Downing Street Years - Margaret Thatcher [262]
But Michael was clearly restless and when John Nott told me that he did not intend to stand again for the next Parliament, I decided to give Michael his big chance and put him into Defence. There Michael’s strengths and weaknesses were both apparent. He defended our approach to nuclear arms with great panache and inflicted a series of defeats on CND and the Labour Left. He reorganized the MoD, rationalizing its traditional federal structure. Supported by me in the face of departmental obstruction, he brought in Peter Levene to run defence procurement on sound business lines.
These were real achievements. But Michael’s sense of priorities was gravely distorted by his personal ambitions and political obsessions. For while Michael Heseltine was becoming increasingly obsessed with a small West Country helicopter company with a turnover of something over £300 million, far more important issues escaped his interest. In particular, the Nimrod Airborne Early Warning System project which would have to be cancelled by George Younger in December 1986 after £660 million had been spent was running into grave difficulties while Michael Heseltine was at Defence. It would have been inconceivable for Leon Brittan, who was to fare so badly at Michael’s hands, to have let such a situation continue. The Nimrod affair constituted a unique — and uniquely costly — lesson in how not to monitor and manage defence procurement. A minister has to be prepared to work through the details if he is going to come to the right decisions and this Michael was always unwilling to do.

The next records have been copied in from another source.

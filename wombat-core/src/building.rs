use std::collections::HashMap;
use std::fs;
use std::path::Path;

use anyhow::Context;
use serde::{Deserialize, Serialize};

/// A template for instantiating one building: the gameplay header fields plus
/// the structural sub-record (exterior and interior layout).
///
/// Field names serialize in PascalCase so the files round-trip with the
/// building replacement format other tools already write. The sub-record is
/// carried opaquely and passed through unchanged.
#[derive(Debug, Clone, Default, PartialEq, Serialize, Deserialize)]
#[serde(rename_all = "PascalCase")]
pub struct BuildingReplacement {
    pub faction_id: u16,
    pub quality: u8,
    pub building_type: i32,
    pub name_seed: u16,
    #[serde(default)]
    pub rmb_sub_record: serde_json::Value,
}

impl BuildingReplacement {
    pub fn read_from(path: impl AsRef<Path>) -> anyhow::Result<Self> {
        let data = fs::read_to_string(path.as_ref())
            .with_context(|| format!("reading building file {}", path.as_ref().display()))?;
        let replacement = serde_json::from_str(&data)?;
        Ok(replacement)
    }

    pub fn write_to(&self, path: impl AsRef<Path>) -> anyhow::Result<()> {
        if let Some(parent) = path.as_ref().parent() {
            fs::create_dir_all(parent)?;
        }
        let json = serde_json::to_string_pretty(self)?;
        fs::write(path.as_ref(), json)?;
        Ok(())
    }
}

/// The header fields of one building inside a preset block.
#[derive(Debug, Clone, Serialize, Deserialize)]
#[serde(rename_all = "PascalCase")]
pub struct BuildingData {
    pub faction_id: u16,
    pub quality: u8,
    pub building_type: i32,
    pub name_seed: u16,
}

#[derive(Debug, Deserialize)]
#[serde(rename_all = "PascalCase")]
struct FldHeader {
    building_data_list: Vec<BuildingData>,
}

#[derive(Debug, Deserialize)]
#[serde(rename_all = "PascalCase")]
struct RmbBlockData {
    fld_header: FldHeader,
    // Sub-records stay opaque; only their count and order matter here.
    sub_records: Vec<serde_json::Value>,
}

#[derive(Debug, Deserialize)]
#[serde(rename_all = "PascalCase")]
struct PresetBlock {
    rmb_block: RmbBlockData,
}

/// The preset block files, one per building group. A building type code like
/// `"0801"` means group 8 ("Tavern"), building 1 within that group's block.
const PRESET_GROUPS: &[(u8, &str)] = &[
    (1, "House1.json"),
    (2, "House2.json"),
    (3, "House3.json"),
    (4, "House4.json"),
    (5, "House5.json"),
    (6, "House6.json"),
    (7, "HouseForSale.json"),
    (8, "Tavern.json"),
    (9, "GuildHall.json"),
    (10, "Temple.json"),
    (11, "FurnitureStore.json"),
    (12, "Bank.json"),
    (13, "GeneralStore.json"),
    (14, "PawnShop.json"),
    (15, "Armorer.json"),
    (16, "WeaponSmith.json"),
    (17, "ClothingStore.json"),
    (18, "Alchemist.json"),
    (19, "GemStore.json"),
    (20, "Bookseller.json"),
    (21, "Library.json"),
    (22, "Palace.json"),
    (23, "Town23.json"),
    (24, "Ship.json"),
];

/// Preset building blocks loaded from a directory, looked up by building
/// type code to produce a fresh [`BuildingReplacement`].
pub struct BuildingPresets {
    groups: HashMap<u8, PresetBlock>,
}

impl BuildingPresets {
    /// Loads every known preset block file found under `dir`. Missing files
    /// are skipped; their groups simply resolve to an error on lookup.
    pub fn load(dir: impl AsRef<Path>) -> anyhow::Result<Self> {
        let mut groups = HashMap::new();
        for (group, file_name) in PRESET_GROUPS {
            let path = dir.as_ref().join(file_name);
            let data = match fs::read_to_string(&path) {
                Ok(data) => data,
                Err(e) if e.kind() == std::io::ErrorKind::NotFound => {
                    log::debug!("No preset block {}", path.display());
                    continue;
                }
                Err(e) => {
                    return Err(e).with_context(|| format!("reading preset {}", path.display()));
                }
            };
            let block: PresetBlock = serde_json::from_str(&data)
                .with_context(|| format!("parsing preset {}", path.display()))?;
            groups.insert(*group, block);
        }
        log::debug!("Loaded {} preset building groups", groups.len());
        Ok(Self { groups })
    }

    /// Assembles a replacement template for `building_id`: the first two
    /// digits select the group, the remainder is the 1-based index into that
    /// group's block.
    pub fn building_data(&self, building_id: &str) -> anyhow::Result<BuildingReplacement> {
        let (group, index) = parse_building_id(building_id)?;
        let block = self
            .groups
            .get(&group)
            .ok_or_else(|| anyhow::anyhow!("unknown building group {:02}", group))?;

        let data = block
            .rmb_block
            .fld_header
            .building_data_list
            .get(index - 1)
            .ok_or_else(|| {
                anyhow::anyhow!("building group {:02} has no building {}", group, index)
            })?;
        let sub_record = block
            .rmb_block
            .sub_records
            .get(index - 1)
            .cloned()
            .ok_or_else(|| {
                anyhow::anyhow!("building group {:02} has no sub-record {}", group, index)
            })?;

        Ok(BuildingReplacement {
            faction_id: data.faction_id,
            quality: data.quality,
            building_type: data.building_type,
            name_seed: data.name_seed,
            rmb_sub_record: sub_record,
        })
    }

    pub fn has_group(&self, group: u8) -> bool {
        self.groups.contains_key(&group)
    }
}

fn parse_building_id(building_id: &str) -> anyhow::Result<(u8, usize)> {
    anyhow::ensure!(
        building_id.len() >= 3 && building_id.bytes().all(|b| b.is_ascii_digit()),
        "invalid building id {:?}, expected a numeric code like \"0801\"",
        building_id
    );
    let group: u8 = building_id[..2].parse()?;
    let index: usize = building_id[2..].parse()?;
    anyhow::ensure!(index >= 1, "building index in {:?} is 1-based", building_id);
    Ok((group, index))
}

However complex the psychological drives of Michael Heseltine, the basic issue at stake in Westland was clear enough. It was whether the directors and shareholders of a private sector firm, heavily but not exclusively dependent on government orders, should be free to decide its future, or whether government should do so. In this sense an important issue was indeed at stake in Westland. If government manipulates its purchasing power, if it arbitrarily changes the rules under which a particular company’s financial decisions have to be made, and if it then goes on to lobby directly for a particular commercial option — these things are abuses of power. All my reading, thinking and experience has taught me that once the state plays fast and loose with economic freedom, political freedom risks being the next casualty.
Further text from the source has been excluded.